Stored data:

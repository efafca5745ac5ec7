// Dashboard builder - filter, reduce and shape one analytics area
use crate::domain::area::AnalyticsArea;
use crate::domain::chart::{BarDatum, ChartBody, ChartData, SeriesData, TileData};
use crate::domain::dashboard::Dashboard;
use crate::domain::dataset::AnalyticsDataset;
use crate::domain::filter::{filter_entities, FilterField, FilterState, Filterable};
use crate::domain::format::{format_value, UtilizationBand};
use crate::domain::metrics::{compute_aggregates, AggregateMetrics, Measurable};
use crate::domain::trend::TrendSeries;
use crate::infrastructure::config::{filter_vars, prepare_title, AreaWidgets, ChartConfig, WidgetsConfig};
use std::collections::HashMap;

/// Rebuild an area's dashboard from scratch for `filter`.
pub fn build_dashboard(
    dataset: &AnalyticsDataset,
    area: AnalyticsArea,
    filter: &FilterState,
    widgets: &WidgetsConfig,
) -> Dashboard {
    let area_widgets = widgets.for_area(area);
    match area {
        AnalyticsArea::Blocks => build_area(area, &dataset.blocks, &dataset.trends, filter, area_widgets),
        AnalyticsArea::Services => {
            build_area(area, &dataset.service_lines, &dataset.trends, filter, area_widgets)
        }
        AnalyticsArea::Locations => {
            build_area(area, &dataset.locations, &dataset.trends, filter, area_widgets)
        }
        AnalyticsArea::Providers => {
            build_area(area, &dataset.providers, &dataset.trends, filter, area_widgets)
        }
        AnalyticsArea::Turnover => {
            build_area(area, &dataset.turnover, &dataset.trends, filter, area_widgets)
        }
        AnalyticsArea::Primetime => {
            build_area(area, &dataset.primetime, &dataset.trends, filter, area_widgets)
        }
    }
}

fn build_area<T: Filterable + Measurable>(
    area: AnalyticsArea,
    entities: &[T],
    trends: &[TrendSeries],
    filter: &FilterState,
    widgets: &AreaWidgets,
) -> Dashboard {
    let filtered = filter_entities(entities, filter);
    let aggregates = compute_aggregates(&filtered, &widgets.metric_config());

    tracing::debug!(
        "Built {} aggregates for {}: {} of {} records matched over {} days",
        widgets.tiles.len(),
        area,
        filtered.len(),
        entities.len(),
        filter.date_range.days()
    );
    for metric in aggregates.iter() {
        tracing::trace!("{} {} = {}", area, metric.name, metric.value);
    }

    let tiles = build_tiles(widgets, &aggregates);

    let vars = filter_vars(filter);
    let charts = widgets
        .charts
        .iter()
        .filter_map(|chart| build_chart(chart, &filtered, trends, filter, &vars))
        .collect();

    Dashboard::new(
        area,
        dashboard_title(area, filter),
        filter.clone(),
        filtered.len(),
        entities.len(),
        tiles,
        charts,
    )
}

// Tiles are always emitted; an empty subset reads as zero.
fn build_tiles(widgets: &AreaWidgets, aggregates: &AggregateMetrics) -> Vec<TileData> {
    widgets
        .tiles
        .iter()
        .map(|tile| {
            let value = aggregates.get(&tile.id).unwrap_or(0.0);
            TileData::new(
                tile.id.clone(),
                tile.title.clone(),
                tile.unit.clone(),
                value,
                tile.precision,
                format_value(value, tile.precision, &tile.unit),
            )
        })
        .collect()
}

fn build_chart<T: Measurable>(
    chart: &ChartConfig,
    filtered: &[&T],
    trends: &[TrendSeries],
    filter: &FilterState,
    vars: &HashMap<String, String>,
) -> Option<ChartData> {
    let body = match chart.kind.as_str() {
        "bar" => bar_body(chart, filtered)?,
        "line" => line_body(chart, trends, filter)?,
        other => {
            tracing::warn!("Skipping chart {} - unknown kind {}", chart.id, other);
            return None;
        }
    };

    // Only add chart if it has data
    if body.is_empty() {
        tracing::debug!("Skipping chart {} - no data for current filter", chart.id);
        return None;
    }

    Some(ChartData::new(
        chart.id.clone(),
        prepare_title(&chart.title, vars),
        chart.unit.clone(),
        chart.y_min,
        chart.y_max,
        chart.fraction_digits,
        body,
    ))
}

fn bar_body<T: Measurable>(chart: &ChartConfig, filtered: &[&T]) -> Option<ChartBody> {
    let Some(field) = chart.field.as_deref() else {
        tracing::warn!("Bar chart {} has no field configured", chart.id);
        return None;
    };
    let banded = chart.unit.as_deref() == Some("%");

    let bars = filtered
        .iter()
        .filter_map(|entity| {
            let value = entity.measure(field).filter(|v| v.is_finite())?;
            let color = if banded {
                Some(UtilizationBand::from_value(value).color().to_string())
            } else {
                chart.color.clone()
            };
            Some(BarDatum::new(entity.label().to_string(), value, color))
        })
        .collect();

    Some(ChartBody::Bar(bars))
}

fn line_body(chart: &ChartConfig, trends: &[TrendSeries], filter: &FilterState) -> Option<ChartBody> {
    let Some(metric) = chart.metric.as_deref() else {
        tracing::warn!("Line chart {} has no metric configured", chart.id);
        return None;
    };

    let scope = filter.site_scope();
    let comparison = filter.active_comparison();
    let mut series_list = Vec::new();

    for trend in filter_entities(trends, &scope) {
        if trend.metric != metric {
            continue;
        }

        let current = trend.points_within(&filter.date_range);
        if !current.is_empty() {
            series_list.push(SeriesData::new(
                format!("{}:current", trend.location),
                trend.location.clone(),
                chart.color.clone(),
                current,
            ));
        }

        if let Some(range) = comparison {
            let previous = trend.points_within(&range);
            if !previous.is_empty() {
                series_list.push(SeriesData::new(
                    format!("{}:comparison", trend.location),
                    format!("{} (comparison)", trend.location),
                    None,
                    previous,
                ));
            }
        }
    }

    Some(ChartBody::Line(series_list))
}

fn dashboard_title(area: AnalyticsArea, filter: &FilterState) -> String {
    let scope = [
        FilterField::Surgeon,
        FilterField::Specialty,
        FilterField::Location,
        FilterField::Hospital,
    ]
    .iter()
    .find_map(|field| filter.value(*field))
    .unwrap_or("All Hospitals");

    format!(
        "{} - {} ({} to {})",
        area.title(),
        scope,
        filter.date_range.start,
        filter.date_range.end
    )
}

Problem to solve: Search the data above for the word "bars" and say how many lines contain it, giving only that number.

The answer: 2